For further information, please see www.durham.ac.uk/imrs.
The Centre for Medical Humanities is a focus for interdisciplinary research involving a number of Departments. Major collaborative projects with English Studies have included two public lecture series, entitled ‘The Mind, Medicine and Literature: Madness and Creativity’ and ‘Flesh and Blood: The Body and the Arts’. Both resulted in books co-edited by the organisers of the lectures and published by Palgrave Macmillan: Madness and Creativity in Literature and Culture (ed.

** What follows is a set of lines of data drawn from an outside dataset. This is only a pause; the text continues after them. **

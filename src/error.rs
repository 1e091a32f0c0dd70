//! Error types for the schedule engine
//!
//! Only missing required input is surfaced as an error by the engine itself.
//! Unresolvable dates, unparseable stored dates and unknown frequency tokens
//! degrade silently and are reported through `tracing` instead.

use thiserror::Error;

#[derive(Debug, Error)]
pub enum ScheduleError {
    #[error("start date is required")]
    MissingStartDate,

    #[error("time of day is required")]
    MissingTimeOfDay,

    #[error("frequency is required")]
    MissingFrequency,

    #[error("working calendar has no dates")]
    EmptyCalendar,

    #[error("invalid date '{0}': use YYYY-MM-DD (e.g., '2025-03-15')")]
    InvalidDate(String),

    #[error("invalid time '{0}': use HH:MM (e.g., '09:30')")]
    InvalidTime(String),

    #[error("unknown status '{0}': valid statuses are pending, done, extended")]
    UnknownStatus(String),

    #[error("instance not found: {0}")]
    InstanceNotFound(String),

    #[error(transparent)]
    Io(#[from] std::io::Error),

    #[error(transparent)]
    TomlDecode(#[from] toml::de::Error),

    #[error(transparent)]
    TomlEncode(#[from] toml::ser::Error),
}

pub type Result<T> = std::result::Result<T, ScheduleError>;
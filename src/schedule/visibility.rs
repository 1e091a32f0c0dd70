//! Actionable-queue policy
//!
//! Decides per task, from its raw frequency text, start date and completion
//! state, whether it belongs in a user's current queue. Independent of the
//! calendar projection.

use chrono::{Days, NaiveDate};
use serde::{Deserialize, Serialize};
use std::str::FromStr;
use tracing::debug;

use super::dates::last_day_of_month_after;
use super::projector::TaskDefinitionSnapshot;
use super::viewer::Viewer;

/// Forward boundary past which a task is not yet shown
///
/// Matches substrings case-insensitively: `daily` gives two days, `monthly`
/// the end of the month after next, `weekly`/`alternate`/`fortnightly`
/// fourteen days, and anything else thirty days.
pub fn visibility_horizon(raw_frequency: &str, today: NaiveDate) -> NaiveDate {
    let lower = raw_frequency.to_lowercase();
    let horizon = if lower.contains("daily") {
        today.checked_add_days(Days::new(2))
    } else if lower.contains("monthly") {
        last_day_of_month_after(today, 2)
    } else if ["weekly", "alternate", "fortnightly"]
        .iter()
        .any(|k| lower.contains(k))
    {
        today.checked_add_days(Days::new(14))
    } else {
        today.checked_add_days(Days::new(30))
    };
    horizon.unwrap_or(NaiveDate::MAX)
}

/// Whether a task belongs in the current actionable queue
///
/// A task is actionable when it starts within its visibility horizon, or when
/// it started before today and is still pending. Tasks with unparseable start
/// dates are never actionable.
pub fn is_currently_actionable(task: &TaskDefinitionSnapshot, today: NaiveDate) -> bool {
    let Some(start) = task.parsed_start_date() else {
        debug!(
            task = %task.id,
            start_date = %task.start_date,
            "excluding task with unparseable start date"
        );
        return false;
    };

    let horizon = visibility_horizon(task.frequency.as_deref().unwrap_or(""), today);
    start <= horizon || (start < today && task.is_pending())
}

/// Display narrowing applied after the actionable filter
///
/// Uses snake_case naming to match the selector values sent by clients.
#[allow(non_camel_case_types)]
#[derive(Debug, Clone, Copy, Default, PartialEq, Eq, Hash, Serialize, Deserialize)]
pub enum QueueSelector {
    /// Starting today
    today,
    /// Starting after today
    upcoming,
    /// Started before today and still pending
    overdue,
    /// No narrowing
    #[default]
    all,
}

impl FromStr for QueueSelector {
    type Err = String;

    fn from_str(s: &str) -> Result<Self, Self::Err> {
        match s.trim().to_lowercase().as_str() {
            "today" => Ok(QueueSelector::today),
            "upcoming" => Ok(QueueSelector::upcoming),
            "overdue" => Ok(QueueSelector::overdue),
            "all" | "" => Ok(QueueSelector::all),
            _ => Err(format!(
                "Invalid selector '{}'. Valid options are: today, upcoming, overdue, all",
                s
            )),
        }
    }
}

impl QueueSelector {
    fn admits(self, task: &TaskDefinitionSnapshot, start: NaiveDate, today: NaiveDate) -> bool {
        match self {
            QueueSelector::today => start == today,
            QueueSelector::upcoming => start > today,
            QueueSelector::overdue => start < today && task.is_pending(),
            QueueSelector::all => true,
        }
    }
}

/// The viewer's actionable queue, narrowed by `selector`
///
/// Ordered by start date, then id.
pub fn actionable_queue<'a>(
    tasks: &'a [TaskDefinitionSnapshot],
    today: NaiveDate,
    viewer: &Viewer,
    selector: QueueSelector,
) -> Vec<&'a TaskDefinitionSnapshot> {
    let mut queue: Vec<(NaiveDate, &TaskDefinitionSnapshot)> = tasks
        .iter()
        .filter(|task| viewer.can_see(task.assignee.as_deref()))
        .filter(|task| is_currently_actionable(task, today))
        .filter_map(|task| task.parsed_start_date().map(|start| (start, task)))
        .filter(|(start, task)| selector.admits(task, *start, today))
        .collect();

    queue.sort_by(|(a_start, a), (b_start, b)| a_start.cmp(b_start).then_with(|| a.id.cmp(&b.id)));
    queue.into_iter().map(|(_, task)| task).collect()
}
use std::fs;
use std::path::{Path, PathBuf};
use tracing::debug;

use crate::error::Result;
use crate::store::ScheduleData;

/// TOML file persistence for `ScheduleData`
pub struct Storage {
    file_path: PathBuf,
}

impl Storage {
    pub fn new(file_path: impl AsRef<Path>) -> Self {
        Self {
            file_path: file_path.as_ref().to_path_buf(),
        }
    }

    pub fn file_path(&self) -> &Path {
        &self.file_path
    }

    /// Load the schedule, or an empty one if the file does not exist yet
    pub fn load(&self) -> Result<ScheduleData> {
        if !self.file_path.exists() {
            debug!(path = %self.file_path.display(), "no schedule file, starting empty");
            return Ok(ScheduleData::new());
        }

        let content = fs::read_to_string(&self.file_path)?;
        let data: ScheduleData = toml::from_str(&content)?;
        Ok(data)
    }

    pub fn save(&self, data: &ScheduleData) -> Result<()> {
        let content = toml::to_string_pretty(data)?;
        fs::write(&self.file_path, content)?;
        Ok(())
    }
}
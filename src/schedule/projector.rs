//! Occurrence projection onto the calendar view
//!
//! Persisted tasks are stepped forward by their coarse frequency up to the
//! calendar's last valid date. Unlike generation, nothing is snapped to a
//! valid date: steps that land on invalid days are simply dropped.

use chrono::{Days, NaiveDate};
use serde::{Deserialize, Serialize};
use std::collections::BTreeMap;
use tracing::debug;

use super::calendar::WorkingCalendar;
use super::dates::{add_months, parse_stored_date, time_slot_key};
use super::frequency::CoarseFrequencyBucket;
use super::viewer::Viewer;

/// Hard cap on stepping iterations per task
pub const MAX_PROJECTION_STEPS: usize = 1000;

/// A task as read back from the persisted store
///
/// Fields are kept as stored text; parsing happens at use sites so that a
/// single bad row only excludes that task.
#[derive(Debug, Clone, Default, PartialEq, Eq, Serialize, Deserialize)]
#[serde(default)]
pub struct TaskDefinitionSnapshot {
    pub id: String,
    pub title: String,
    pub assignee: Option<String>,
    /// Start date as stored (normally YYYY-MM-DD)
    pub start_date: String,
    /// Free-text frequency (e.g. "Weekly", "End of Week 2")
    pub frequency: Option<String>,
    /// Time of day as stored (HH:MM)
    pub time: Option<String>,
    /// Completion record, if any
    pub completed_at: Option<String>,
    /// Provisional status set locally (e.g. "done", "extended")
    pub status: Option<String>,
}

impl TaskDefinitionSnapshot {
    pub fn parsed_start_date(&self) -> Option<NaiveDate> {
        parse_stored_date(&self.start_date)
    }

    /// Pending means no completion record and no provisional status
    pub fn is_pending(&self) -> bool {
        let blank = |v: &Option<String>| v.as_deref().is_none_or(|s| s.trim().is_empty());
        blank(&self.completed_at) && blank(&self.status)
    }

    pub fn coarse_bucket(&self) -> CoarseFrequencyBucket {
        CoarseFrequencyBucket::from_raw(self.frequency.as_deref().unwrap_or(""))
    }

    pub fn time_slot(&self) -> String {
        time_slot_key(self.time.as_deref())
    }
}

/// Tasks occurring on one calendar date
#[derive(Debug, Clone, Default, PartialEq, Eq, Serialize)]
pub struct DayOccurrences {
    pub tasks: Vec<TaskDefinitionSnapshot>,
    /// Same tasks grouped by time-of-day key ("HH:MM" or "no-time")
    pub by_time_slot: BTreeMap<String, Vec<TaskDefinitionSnapshot>>,
}

/// Date-keyed view of every projected occurrence
///
/// Rebuilt on every projection pass and never persisted.
#[derive(Debug, Clone, Default, PartialEq, Eq, Serialize)]
pub struct OccurrenceIndex {
    days: BTreeMap<String, DayOccurrences>,
}

impl OccurrenceIndex {
    /// Occurrences on an ISO date (YYYY-MM-DD)
    pub fn get(&self, date: &str) -> Option<&DayOccurrences> {
        self.days.get(date)
    }

    pub fn contains_date(&self, date: &str) -> bool {
        self.days.contains_key(date)
    }

    /// Number of dates with at least one occurrence
    pub fn len(&self) -> usize {
        self.days.len()
    }

    pub fn is_empty(&self) -> bool {
        self.days.is_empty()
    }

    /// Total occurrences across all dates
    pub fn occurrence_count(&self) -> usize {
        self.days.values().map(|day| day.tasks.len()).sum()
    }

    /// Dates in ascending order with their occurrences
    pub fn iter(&self) -> impl Iterator<Item = (&str, &DayOccurrences)> {
        self.days.iter().map(|(k, v)| (k.as_str(), v))
    }

    fn insert(&mut self, date: NaiveDate, task: &TaskDefinitionSnapshot) {
        let day = self
            .days
            .entry(date.format("%Y-%m-%d").to_string())
            .or_default();
        day.tasks.push(task.clone());
        day.by_time_slot
            .entry(task.time_slot())
            .or_default()
            .push(task.clone());
    }
}

/// Project persisted tasks onto the calendar for one viewer
///
/// Tasks the viewer cannot see and tasks with unparseable start dates are
/// skipped.
pub fn project(
    tasks: &[TaskDefinitionSnapshot],
    calendar: &WorkingCalendar,
    today: NaiveDate,
    viewer: &Viewer,
) -> OccurrenceIndex {
    let mut index = OccurrenceIndex::default();

    for task in tasks {
        if !viewer.can_see(task.assignee.as_deref()) {
            continue;
        }
        let Some(start) = task.parsed_start_date() else {
            debug!(
                task = %task.id,
                start_date = %task.start_date,
                "skipping task with unparseable start date"
            );
            continue;
        };

        for date in occurrence_dates(start, task.coarse_bucket(), calendar, today) {
            index.insert(date, task);
        }
    }

    index
}

/// Every date strictly after `today` on which a task recurs
///
/// Recurring buckets step from `start` while the cursor is on or before the
/// calendar's last valid date, at most `MAX_PROJECTION_STEPS` times; the
/// result keeps only valid calendar dates. A one-time task yields its start
/// date if it is after `today` and not past the last valid date.
pub fn occurrence_dates(
    start: NaiveDate,
    bucket: CoarseFrequencyBucket,
    calendar: &WorkingCalendar,
    today: NaiveDate,
) -> Vec<NaiveDate> {
    let Some(last) = calendar.last_valid() else {
        return Vec::new();
    };

    if bucket == CoarseFrequencyBucket::one_time {
        return if start > today && start <= last {
            vec![start]
        } else {
            Vec::new()
        };
    }

    let mut collected = Vec::new();
    let mut cursor = start;
    let mut steps = 0;
    while cursor <= last && steps < MAX_PROJECTION_STEPS {
        if cursor > today {
            collected.push(cursor);
        }
        steps += 1;

        // Monthly steps are taken from the start date so day-of-month
        // clamping does not accumulate.
        let next = match bucket {
            CoarseFrequencyBucket::daily => cursor.checked_add_days(Days::new(1)),
            CoarseFrequencyBucket::weekly => cursor.checked_add_days(Days::new(7)),
            CoarseFrequencyBucket::monthly => add_months(start, steps as u32),
            CoarseFrequencyBucket::one_time => None,
        };
        match next {
            Some(n) => cursor = n,
            None => break,
        }
    }

    collected.retain(|date| calendar.is_valid(*date));
    collected
}
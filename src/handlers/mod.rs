//! MCP tool handlers for the task calendar server
//!
//! Each handler is in a separate file for better organization.

pub mod calendar;
pub mod generate;
pub mod queue;
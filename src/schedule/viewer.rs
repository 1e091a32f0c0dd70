//! The user a projection or queue is computed for
//!
//! Role and name are passed explicitly rather than read from session state
//! so that every engine call stays a pure function of its arguments.

use serde::{Deserialize, Serialize};
use std::str::FromStr;

/// Viewer role
///
/// Uses snake_case naming to match the stored role vocabulary.
#[allow(non_camel_case_types)]
#[derive(Debug, Clone, Copy, Default, PartialEq, Eq, Hash, Serialize, Deserialize)]
pub enum Role {
    /// Sees every task
    admin,
    /// Sees only tasks assigned to them
    #[default]
    member,
}

impl FromStr for Role {
    type Err = String;

    fn from_str(s: &str) -> Result<Self, Self::Err> {
        match s.trim().to_lowercase().as_str() {
            "admin" => Ok(Role::admin),
            "member" | "user" => Ok(Role::member),
            _ => Err(format!(
                "Invalid role '{}'. Valid options are: admin, member",
                s
            )),
        }
    }
}

#[derive(Debug, Clone, Default, PartialEq, Eq)]
pub struct Viewer {
    pub role: Role,
    pub name: String,
}

impl Viewer {
    pub fn admin(name: impl Into<String>) -> Self {
        Self {
            role: Role::admin,
            name: name.into(),
        }
    }

    pub fn member(name: impl Into<String>) -> Self {
        Self {
            role: Role::member,
            name: name.into(),
        }
    }

    /// Check whether a task with the given assignee is visible to this viewer
    ///
    /// Assignee names compare case-insensitively, ignoring surrounding spaces.
    pub fn can_see(&self, assignee: Option<&str>) -> bool {
        match self.role {
            Role::admin => true,
            Role::member => assignee
                .map(|a| a.trim().eq_ignore_ascii_case(self.name.trim()))
                .unwrap_or(false),
        }
    }
}

#[cfg(test)]
mod tests {
    use super::*;

    #[test]
    fn test_admin_sees_everything() {
        let viewer = Viewer::admin("root");
        assert!(viewer.can_see(Some("alice")));
        assert!(viewer.can_see(None));
    }

    #[test]
    fn test_member_sees_own_tasks() {
        let viewer = Viewer::member("Alice");
        assert!(viewer.can_see(Some(" alice ")));
        assert!(!viewer.can_see(Some("bob")));
        assert!(!viewer.can_see(None));
    }

    #[test]
    fn test_role_parse() {
        assert_eq!("Admin".parse::<Role>(), Ok(Role::admin));
        assert_eq!("user".parse::<Role>(), Ok(Role::member));
        assert!("guest".parse::<Role>().is_err());
    }
}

Jane Macnaughton and Corinne Saunders) and The Body and the Arts (ed. Jane Macnaughton, Ulrika Maude and Corinne Saunders). Members of the School of Medicine along with the Departments of English and Geography recently made a successful bid for a Wellcome Trust Strategic Award, which has allowed for extensive further development (including three full-time Senior Lectureships, three Doctoral Awards, Visiting Fellowships, Fellowships in the Creative Arts, and an extensive Outreach Programme concerning Arts in the Community). The Centre’s innovative research articulates a view of Medical Humanities as an integrated enquiry that is philosophical in spirit, involving the sustained attempt to understand the human side of medicine, including the individual and his/her experiences arising in relation to health, illness, suffering and disability. It explores, in short, the role that medical knowledge does, or should, play in shaping conceptions of human flourishing.
Further information may be found at http://www.dur.ac.uk/cmh/
The Basil Bunting Poetry Centre (Director, Prof. Stephen Regan) is a unique and important archive of materials relating to twentieth-century poetry. The Centre provides a focus for research in twentieth-century poetry and poetics and has important links with regional and community poetry activities around Bunting, one of the most significant writers from the North-East. The Centre has developed close links at the regional level with northern writers' groups and other cultural organisations, and has international links with American and other overseas institutions. The Centre is planning: collaboration with the University of Sunderland on its Northern Writers project; collaboration with the SMARTlab Centre, St Martin's College (now University of the Arts, London) on producing poetry recordings and photographic images in digital form; the annual Basil Bunting Lecture. A series of readings, 'Poetry Aloud', is run in association with St Chad's College.
Research Seminars, Conferences and Lecture Series
The Department regularly hosts or co-hosts major international conferences, postgraduate conferences and public lecture series on topics such as: the arts and sciences of criticism; madness and creativity; the body in literature and the arts; the legacies of Charles Darwin; Romantic legacies and dialogues.
We publish an online postgraduate journal Postgraduate English, and run regular staff-postgraduate reading groups (on Joyce, Chaucer, Pynchon, Žižek) and research seminars. Recent speakers at these events have included: Gillian Beer, A.S. Byatt, Andrew Carpenter, Stephen Connor, Edward Larissey, Doris Lessing, David Lodge, P.D. James, Anthony Gormley, Christopher Norris, Jay Parini, Roy Porter, Raymond Tallis, Marina Warner and Stanley Wells.